4. Talk about how you are feeling

It’s good to talk to someone you trust about your situation, whether that’s a family member, friend or someone at work. They can support you, or help come up with a plan for what to do. If you are struggling with how you are feeling, there are lots of mental health charities who can help – no matter how big or how small the problem feels.

5. Be kind to yourself

For many people, facing job loss or financial difficulties has nothing to do with their personal actions. Try to be kind, do not blame yourself and remember that this situation is not permanent. If you’re struggling with feelings of uncertainty, try to accept that you cannot control everything, and focus your time and energy on the things you can control.

6. Maintain a routine

If you are no longer working then it’s important to still keep to a routine. Having a structure to your day helps you avoid bad habits, gives you a sense of purpose and boosts your mood. This can be hard if you are feeling low – start with easier activities and, as you progress, your mood should improve. Try to wake up and go to bed at the same time each day. You might even find it helpful to write a plan for your week. Fill your day with positive activities, such as cleaning, cooking or exercise, and meaningful activities like reading or getting in touch with friends.

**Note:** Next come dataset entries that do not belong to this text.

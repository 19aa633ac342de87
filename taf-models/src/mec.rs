//! Network trust model run by a mobile edge computer.
//!
//! Trustee-triggered: the MEC holds one instance per vehicle it hears on
//! V2X. Trust-chain, misbehavior and peer (NTM) opinions about the vehicle
//! are kept as separate components and fused cumulatively into the single
//! `MEC -> vehicle_x` edge.

use std::collections::BTreeSet;
use std::sync::Arc;

use taf_core::model::merge_params;
use taf_core::{
    fnv1a_32, AdjacencyEntry, CoreError, DiscountOperator, DynamicSpawner, EntityId, EntityPattern, EvidenceType,
    FusionOperator, Params, PassThrough, Rtls, SecurityControl, Spawned, SubjectiveOpinion, TemplateKind, TmiId,
    TrustGraphStructure, TrustModelInstance, TrustModelTemplate, TrustRelationship, TrustSource,
    TrustSourceQuantifier, TrustValues, Update,
};

use crate::ewma;
use crate::params::{self, TCH_DEFAULTS, TCH_KEYS};

pub const NAME: &str = "NTM_STANDALONE";
pub const VERSION: &str = "0.0.1";

/// Overrides the trustee an instance was spawned for.
pub const TRUSTEE_ID: &str = "TRUSTEE_ID";

const TRUSTOR: &str = "MEC";
const TRUSTEE_KIND: &str = "vehicle";

fn default_rtl() -> Result<SubjectiveOpinion, CoreError> {
    SubjectiveOpinion::new(0.7, 0.2, 0.1, 0.5)
}

/// `NTM_STANDALONE@0.0.1`
#[derive(Debug, Clone, Copy, Default)]
pub struct NtmStandalone;

impl TrustModelTemplate for NtmStandalone {
    fn name(&self) -> &str {
        NAME
    }

    fn version(&self) -> &str {
        VERSION
    }

    fn description(&self) -> &str {
        "MEC trust in nearby vehicles from trust-chain, misbehavior and peer opinions"
    }

    fn kind(&self) -> TemplateKind {
        TemplateKind::TrusteeTriggered
    }

    fn spawn(&self, params: &Params) -> Result<Spawned, CoreError> {
        params::ewma_alpha(params)?;
        params::opinion(params, params::RTL, default_rtl()?)?;
        let tch = params::existence_weighted(params, TCH_KEYS, &TCH_DEFAULTS, EvidenceType::Tch, None)?;
        let mbd = params::misbehavior_vector(params)?;
        let trustor = EntityPattern::from(&EntityId::named(TRUSTOR)?);
        let trustee: EntityPattern = format!("{TRUSTEE_KIND}_*").parse()?;

        let quantifiers = vec![
            TrustSourceQuantifier::new(
                trustor.clone(),
                trustee.clone(),
                trustee.clone(),
                TrustSource::Tch,
                SecurityControl::ALL.into_iter().map(EvidenceType::Tch).collect(),
                tch,
            ),
            TrustSourceQuantifier::new(
                trustor.clone(),
                trustee.clone(),
                trustee.clone(),
                TrustSource::Mbd,
                vec![EvidenceType::MisbehaviorReport],
                mbd,
            ),
            TrustSourceQuantifier::new(
                trustor,
                trustee.clone(),
                trustee,
                TrustSource::Ntm,
                vec![EvidenceType::RemoteOpinion],
                PassThrough,
            ),
        ];
        let spawner = MecSpawner { template: self.identifier(), params: params.clone() };
        Ok(Spawned { quantifiers, instance: None, spawner: Some(Arc::new(spawner)) })
    }

    fn evidence_types(&self) -> BTreeSet<EvidenceType> {
        SecurityControl::ALL
            .into_iter()
            .map(EvidenceType::Tch)
            .chain([EvidenceType::MisbehaviorReport, EvidenceType::RemoteOpinion])
            .collect()
    }
}

#[derive(Debug)]
struct MecSpawner {
    template: String,
    params: Params,
}

impl DynamicSpawner for MecSpawner {
    fn on_new_trustee(&self, trustee: &str, params: &Params) -> Result<Option<Box<dyn TrustModelInstance>>, CoreError> {
        let merged = merge_params(&self.params, params);
        let target = trustee_id(trustee)?;
        let instance = MecInstance {
            id: TmiId::new(target.to_string()),
            template: self.template.clone(),
            version: 0,
            fingerprint: 0,
            trustor: EntityId::named(TRUSTOR)?,
            trustee: trustee.to_owned(),
            target,
            omega_tch: SubjectiveOpinion::FULL_UNCERTAINTY,
            omega_mbd: SubjectiveOpinion::FULL_UNCERTAINTY,
            omega_ntm: SubjectiveOpinion::FULL_UNCERTAINTY,
            ewma_alpha: params::ewma_alpha(&merged)?,
            rtl: params::opinion(&merged, params::RTL, default_rtl()?)?,
        };
        Ok(Some(Box::new(instance)))
    }
}

fn trustee_id(trustee: &str) -> Result<EntityId, CoreError> {
    EntityId::new(TRUSTEE_KIND, [trustee])
}

/// The MEC's view of one vehicle.
#[derive(Debug)]
pub struct MecInstance {
    id: TmiId,
    template: String,
    version: u64,
    fingerprint: u32,
    trustor: EntityId,
    trustee: String,
    target: EntityId,
    omega_tch: SubjectiveOpinion,
    omega_mbd: SubjectiveOpinion,
    omega_ntm: SubjectiveOpinion,
    ewma_alpha: f64,
    rtl: SubjectiveOpinion,
}

impl MecInstance {
    fn trustee_opinion(&self) -> SubjectiveOpinion {
        FusionOperator::CumulativeFusion
            .fuse_all([&self.omega_tch, &self.omega_mbd, &self.omega_ntm])
            .unwrap_or_else(|e| {
                tracing::warn!(tmi = %self.id, error = %e, "fusing components failed");
                SubjectiveOpinion::FULL_UNCERTAINTY
            })
    }
}

impl TrustModelInstance for MecInstance {
    fn id(&self) -> &TmiId {
        &self.id
    }

    fn template(&self) -> &str {
        &self.template
    }

    fn version(&self) -> u64 {
        self.version
    }

    fn fingerprint(&self) -> u32 {
        self.fingerprint
    }

    fn structure(&self) -> TrustGraphStructure {
        TrustGraphStructure::new(
            FusionOperator::CumulativeFusion,
            DiscountOperator::OppositeBeliefDiscount,
            vec![AdjacencyEntry::new(self.trustor.clone(), vec![self.target.clone()])],
        )
    }

    fn values(&self) -> TrustValues {
        let edge = TrustRelationship::new(self.trustor.clone(), self.target.clone(), self.trustee_opinion());
        TrustValues::from([(self.target.clone(), vec![edge])])
    }

    fn rtls(&self) -> Rtls {
        Rtls::from([(self.target.clone(), self.rtl)])
    }

    fn initialize(&mut self, params: &Params) {
        if let Some(trustee) = params.get(TRUSTEE_ID) {
            match trustee_id(trustee) {
                Ok(target) => {
                    self.id = TmiId::new(target.to_string());
                    self.trustee.clone_from(trustee);
                    self.target = target;
                }
                Err(e) => tracing::warn!(tmi = %self.id, error = %e, "ignoring invalid trustee id"),
            }
        }
        self.version = 0;
        self.fingerprint = fnv1a_32(self.trustee.as_bytes());
    }

    fn update(&mut self, update: &Update) -> bool {
        let Update::AtomicTrustOpinion { opinion, source, trustee, .. } = update else {
            return false;
        };
        if *trustee != self.target {
            return false;
        }
        match source {
            TrustSource::Tch => self.omega_tch = *opinion,
            TrustSource::Mbd => self.omega_mbd = ewma::smooth(&self.omega_mbd, opinion, self.ewma_alpha),
            TrustSource::Ntm => self.omega_ntm = *opinion,
            TrustSource::Aiv => return false,
        }
        self.version += 1;
        true
    }
}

You could also commit to spending some of your usual working hours looking for new jobs, but make sure you switch off at the end of the day and relax.

7. Clear your mind

Make time to relax your mind. This can help with difficult emotions and worries, and improve our wellbeing. Relaxation techniques can also help deal with feelings of anxiety – try listening to our relaxation audio. Taking a moment to pause and focus on your breathing can really help you feel more calm and present. Even taking a few deep breaths in and out can help, or try our mindful breathing exercise video to guide you.